Case summaries
The failure of Fedasil to accommodate an asylum seeking child led to a risk of violating his Article 3 rights. There was a prima facie case that he had lodged an application for asylum and was, thus, entitled to material reception conditions.
The rules of Directive 2013/32/EU of the European Parliament and of the Council of 26 June 2013 on common procedures for granting and withdrawing international protection (“International Protection Directive”) do not prohibit the review of an application for asylum in Germany in a case where an applicant has previously been granted subsidiary protection in another Member State, if such application for asylum has been filed before 20 July 2015. This is because the inadmissibility of applications filed before 20 July 2015 is governed by the Council Directive 2005/85/EC of 1 December 2005 on minimum standards on procedures in Member States for granting and withdrawing refugee status (“Asylum Procedures Directive”). According to Article 25 of the Asylum Procedures Directive, Member States may consider an application for asylum as inadmissible if another Member State has granted refugee status, but not if another Member State has granted subsidiary protection.
Termination of an applicant’s international protection status (ie where there is a change or termination of protection grounds) must be examined against the principle of non-refoulement, which ensures the right to a fair and efficient procedure in which the Asylum authority assesses if non-refoulement would be violated where protection ceases.
It results from the principle of non-refoulement that the applicant in proceedings on termination of subsidiary protection must have the possibility to state all the reasons for which subsidiary protection should not cease.
In the process of renewal of subsidiary protection all the guarantees provided by Article 18 of the Constitution (Prohibition of Torture) should be respected.
Legislation which limited the assessment of the competent authority in the subsidiary protection renewal procedure only to the grounds based on which an individual has been granted subsidiary protection, is inconsistent with the right set out in Article 18 of the Constitution.
The Austrian asylum authorities have to consider every possible breach of Art. 3 ECHR (or Art. 4 CFREU respectively) when examining a Dublin transfer. A possible breach can be linked to personal circumstances of the asylum seeker and does not necessarily have to be caused by a systemic failure of the asylum system in the receiving country. A Dublin transfer is forbidden if there is a real risk of a breach of Art. 3 ECHR.
A single mother and her five minor children must be considered as particularly vulnerable and cannot be transferred from Austria to Hungary.
An Applicant’s interest in remaining in a Member State prevails over the public’s interest in deporting the Applicant to the Member State in which the Applicant first sought asylum if there is a predominant degree of likelihood that the Applicant will be subject to inhuman or degrading treatment in the other Member State (e.g. because of significant capacity problems and a change to its asylum law).

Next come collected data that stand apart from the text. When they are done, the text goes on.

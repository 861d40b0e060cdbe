use crate::error::Result;
use crate::math::{ensure_positive, is_positive, Vector3, PI};
use crate::shape::{Measure, Perimeter, ShapeKind};

/// A circle with the given radius.
#[derive(Debug, Clone, PartialEq)]
pub struct Circle {
    radius: f64,
}

impl Circle {
    /// Creates a circle without checking the radius.
    #[must_use]
    pub fn new(radius: f64) -> Self {
        Self { radius }
    }

    /// Creates a circle with a checked radius.
    ///
    /// # Errors
    ///
    /// Returns an error if the radius is not finite and positive.
    pub fn try_new(radius: f64) -> Result<Self> {
        Ok(Self::new(ensure_positive("radius", radius)?))
    }

    /// Returns the radius of the circle.
    #[must_use]
    pub fn radius(&self) -> f64 {
        self.radius
    }

    pub(crate) fn extents(&self) -> Vector3 {
        let diameter = 2.0 * self.radius;
        Vector3::new(diameter, diameter, 0.0)
    }

    pub(crate) fn scaled(&self, factor: f64) -> Self {
        Self::new(self.radius * factor)
    }

    pub(crate) fn is_valid(&self) -> bool {
        is_positive(self.radius)
    }
}

impl Measure for Circle {
    fn kind(&self) -> ShapeKind {
        ShapeKind::Circle
    }

    fn area(&self) -> f64 {
        PI * self.radius.powi(2)
    }

    fn volume(&self) -> f64 {
        0.0
    }
}

impl Perimeter for Circle {
    fn perimeter(&self) -> f64 {
        2.0 * PI * self.radius
    }
}

#[cfg(test)]
mod tests {
    use super::*;
    use approx::assert_relative_eq;

    #[test]
    fn radius_two() {
        let c = Circle::new(2.0);
        assert_relative_eq!(c.area(), 4.0 * PI);
        assert_relative_eq!(c.perimeter(), 4.0 * PI);
    }

    #[test]
    fn perimeter_over_area_is_two_over_radius() {
        for r in [0.25, 1.0, 2.0, 7.5] {
            let c = Circle::new(r);
            assert_relative_eq!(c.perimeter() / c.area(), 2.0 / r, max_relative = 1e-12);
        }
    }

    #[test]
    fn zero_radius_is_degenerate_not_error() {
        let c = Circle::new(0.0);
        assert!(c.area().abs() < f64::EPSILON);
        assert!(!c.is_valid());
        assert!(Circle::try_new(0.0).is_err());
    }
}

The Austrian asylum authorities have to consider accurately and comprehensively the changes in the legal situation and the development of the actual situation of asylum seekers in Hungary when deciding on a Dublin transfer to this country.
The Court expressed doubts as to whether it is constitutionally permissible to base the withdrawal of subsidiary protection on a “final conviction of a crime” without taking the circumstances of the individual case into account. The Austrian provision might not be in line with the requirements as set out by the European Union Directive 2004/83/EC and might therefore be unconstitutional.
If the applicant for international protection claims that there are flaws within the asylum procedure of a responsible Member State (in line with Article 3 of the Dublin III Regulation), the examining state is still under an obligation to investigate the systematic procedural flaws in line with the reversed burden of proof.
A decision refusing refugee status is unlawful and arbitrary, if it is solely based on the lack of a “western orientated” lifestyle of the applicants in the country of residence and disregards the lack of educational opportunities in the country of origin. Furthermore, such determination violates the right to equal treatment of foreigners with each other.
The case examined the allegations of an Afghan national that his isolated living condition in the detention centre of Otopeni in Romania constituted inhumane treatment, in violation of article 3 of the Convention. He further alleged a violation of Article 5 para 4 with regards to his right to an effective remedy to challenge the effectiveness of his detention. In addition, he complained of an excessive time period in detention (more than a year).